What begins as simple amusement for the bored nobility takes a perilous turn when Luzia garners the notice of Antonio Pérez, the disgraced secretary to Spain's king. Still reeling from the defeat of his armada, the king is desperate for any advantage in the war against England's heretic queen—and Pérez will stop at nothing to regain the king's favor.
Determined to seize this one chance to better her fortunes, Luzia plunges into a world of seers and alchemists, holy men and hucksters, where the line between magic, science, and fraud is never certain. But as her notoriety grows, so does the danger that her Jewish blood will doom her to the Inquisition's wrath. She will have to use every bit of her wit and will to survive—even if that means enlisting the help of Guillén Santangel, an embittered immortal familiar whose own secrets could prove deadly for them both.

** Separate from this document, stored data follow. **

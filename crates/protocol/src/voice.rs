//! Wire-Format der Sprachnachrichten
//!
//! Jede Nachricht beginnt mit einem Befehlsbyte. Alle Mehrbyte-Felder sind
//! little-endian.
//!
//! ```text
//! Befehl      Byte  Nutzlast
//! ---------   ----  --------
//! HANDSHAKE    0    u16 Protokollversion
//! START        1    optional 1 Byte Kanal (fehlt = global)
//! DATA         2    u16 seq, dann wiederholt (u16 laenge, laenge Bytes)
//! STOP         3    -
//! LOSS         4    1 Byte Verlust in Prozent (0–100)
//! ```
//!
//! Ein DATA-Unterpaket der Laenge 0 ist ein Platzhalter fuer einen
//! verlorenen oder stillen (DTX) Frame und traegt keine Bytes.

use std::io;

use bytes::{Buf, BufMut, Bytes, BytesMut};
use feldfunk_core::KanalId;

/// Aktuelle Protokollversion (HANDSHAKE)
pub const PROTOKOLL_VERSION: u16 = 1;

/// Frames bis zu dieser Laenge sind DTX-/Verlust-Marker
pub const DTX_GRENZE: usize = 2;

/// Ein kodiertes Opus-Paket oder ein leerer Verlust-Marker
pub type Frame = Bytes;

/// Prueft, ob ein Frame nur ein DTX-/Verlust-Marker ist
pub fn ist_platzhalter(frame: &[u8]) -> bool {
    frame.len() <= DTX_GRENZE
}

// ---------------------------------------------------------------------------
// Befehl
// ---------------------------------------------------------------------------

/// Befehlsbyte am Anfang jeder Nachricht
#[derive(Debug, Clone, Copy, PartialEq, Eq, Hash)]
#[repr(u8)]
pub enum Befehl {
    Handshake = 0,
    Start = 1,
    Data = 2,
    Stop = 3,
    Loss = 4,
}

impl Befehl {
    /// Konvertiert ein Byte in einen `Befehl`
    pub fn from_u8(byte: u8) -> Option<Self> {
        match byte {
            0 => Some(Self::Handshake),
            1 => Some(Self::Start),
            2 => Some(Self::Data),
            3 => Some(Self::Stop),
            4 => Some(Self::Loss),
            _ => None,
        }
    }
}

// ---------------------------------------------------------------------------
// VoiceNachricht
// ---------------------------------------------------------------------------

/// Eine dekodierte Nachricht
///
/// DATA bleibt roh ([`DataPaket::parsen`] zerlegt die Nutzlast), damit der
/// Jitter-Stream des Senders die Bytes ohne Kopie uebernehmen kann.
#[derive(Debug, Clone, PartialEq, Eq)]
pub enum VoiceNachricht {
    Handshake { version: u16 },
    Start { kanal: Option<KanalId> },
    Data(Bytes),
    Stop,
    Loss { prozent: u8 },
}

impl VoiceNachricht {
    /// Befehl dieser Nachricht
    pub fn befehl(&self) -> Befehl {
        match self {
            VoiceNachricht::Handshake { .. } => Befehl::Handshake,
            VoiceNachricht::Start { .. } => Befehl::Start,
            VoiceNachricht::Data(_) => Befehl::Data,
            VoiceNachricht::Stop => Befehl::Stop,
            VoiceNachricht::Loss { .. } => Befehl::Loss,
        }
    }

    /// Serialisiert die Nachricht
    pub fn encode(&self) -> Bytes {
        let mut buf = BytesMut::with_capacity(4);
        buf.put_u8(self.befehl() as u8);
        match self {
            VoiceNachricht::Handshake { version } => buf.put_u16_le(*version),
            VoiceNachricht::Start { kanal } => {
                if let Some(kanal) = kanal {
                    buf.put_u8(kanal.0);
                }
            }
            VoiceNachricht::Data(nutzlast) => buf.extend_from_slice(nutzlast),
            VoiceNachricht::Stop => {}
            VoiceNachricht::Loss { prozent } => buf.put_u8(*prozent),
        }
        buf.freeze()
    }

    /// Deserialisiert eine Nachricht
    ///
    /// # Fehler
    /// - `InvalidData` bei leerem Datagramm oder unbekanntem Befehl
    /// - `InvalidData` wenn die Pflicht-Nutzlast fehlt
    pub fn decode(mut buf: Bytes) -> io::Result<Self> {
        if buf.is_empty() {
            return Err(ungueltig("Leere Nachricht".to_string()));
        }
        let byte = buf.get_u8();
        let befehl =
            Befehl::from_u8(byte).ok_or_else(|| ungueltig(format!("Unbekannter Befehl: {byte}")))?;

        match befehl {
            Befehl::Handshake => {
                if buf.remaining() < 2 {
                    return Err(ungueltig("HANDSHAKE ohne Version".to_string()));
                }
                Ok(VoiceNachricht::Handshake {
                    version: buf.get_u16_le(),
                })
            }
            Befehl::Start => {
                let kanal = buf.has_remaining().then(|| KanalId(buf.get_u8()));
                Ok(VoiceNachricht::Start { kanal })
            }
            Befehl::Data => Ok(VoiceNachricht::Data(buf)),
            Befehl::Stop => Ok(VoiceNachricht::Stop),
            Befehl::Loss => {
                if !buf.has_remaining() {
                    return Err(ungueltig("LOSS ohne Prozentwert".to_string()));
                }
                Ok(VoiceNachricht::Loss {
                    prozent: buf.get_u8().min(100),
                })
            }
        }
    }
}

// ---------------------------------------------------------------------------
// DATA
// ---------------------------------------------------------------------------

/// Zerlegte DATA-Nutzlast
#[derive(Debug, Clone, PartialEq, Eq)]
pub struct DataPaket {
    pub seq: u16,
    /// Unterpakete in Sendereihenfolge, leere Frames sind Platzhalter
    pub frames: Vec<Frame>,
    /// Eine deklarierte Laenge ragte ueber das Datagramm hinaus. Alles ab
    /// dieser Stelle wurde verworfen.
    pub abgeschnitten: bool,
}

impl DataPaket {
    /// Kodiert eine komplette DATA-Nachricht inklusive Befehlsbyte
    ///
    /// Frames bis [`DTX_GRENZE`] Bytes und Frames, deren Laenge nicht in
    /// ein u16 passt, werden als Platzhalter (Laenge 0) geschrieben.
    pub fn kodieren<F: AsRef<[u8]>>(seq: u16, frames: &[F]) -> Bytes {
        let nutzlast: usize = frames.iter().map(|f| 2 + f.as_ref().len()).sum();
        let mut buf = BytesMut::with_capacity(3 + nutzlast);
        buf.put_u8(Befehl::Data as u8);
        buf.put_u16_le(seq);
        for frame in frames {
            let frame = frame.as_ref();
            match u16::try_from(frame.len()) {
                Ok(laenge) if !ist_platzhalter(frame) => {
                    buf.put_u16_le(laenge);
                    buf.extend_from_slice(frame);
                }
                _ => buf.put_u16_le(0),
            }
        }
        buf.freeze()
    }

    /// Zerlegt die Nutzlast hinter dem Befehlsbyte
    ///
    /// Ein abgeschnittenes Unterpaket ist kein Fehler: die bereits
    /// gelesenen Frames werden geliefert und `abgeschnitten` gesetzt.
    ///
    /// # Fehler
    /// - `InvalidData` wenn nicht einmal die Sequenznummer vorhanden ist
    pub fn parsen(nutzlast: &Bytes) -> io::Result<Self> {
        let mut buf = nutzlast.clone();
        if buf.remaining() < 2 {
            return Err(ungueltig(format!(
                "DATA zu kurz: {} Bytes (erwartet mindestens 2)",
                buf.remaining()
            )));
        }
        let seq = buf.get_u16_le();

        let mut frames = Vec::new();
        let mut abgeschnitten = false;
        while buf.has_remaining() {
            if buf.remaining() < 2 {
                abgeschnitten = true;
                break;
            }
            let laenge = buf.get_u16_le() as usize;
            if laenge > buf.remaining() {
                abgeschnitten = true;
                break;
            }
            frames.push(buf.split_to(laenge));
        }

        Ok(Self {
            seq,
            frames,
            abgeschnitten,
        })
    }
}

fn ungueltig(nachricht: String) -> io::Error {
    io::Error::new(io::ErrorKind::InvalidData, nachricht)
}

Since I love the Grishaverse books and the new Hell Bent series, Leigh Bardugo is an auto-buy author for me. Thus, I went out and picked up The Familiar on release day. The premise of the book sounded intriguing, and overall it was an enjoyable story, but I also found it a tad disappointing. I read the first half of the book in a single night and was thinking at that stage, "It's fine, but is that it?" The next night things started to pick up between Luzia and Santangel, and I thought then, "Ah ha, now it's getting going." However, when I completed the book on the third night, I turned the final page only thinking, "Okay then." It wasn't that the book was bad: I liked the storyline and the characters, and the pacing was generally good. It was just that, for me, it was missing that extra spark from Bardugo's previous works, in particular in the relationship between Luzia and Santangel, which lacked the chemistry I was looking for. Luzia was well fleshed out, but Santangel felt a little under utilised and not so well presented. I am giving this book four stars, as it was still enjoyable on many levels, but it wasn't the five-star read I had been expecting.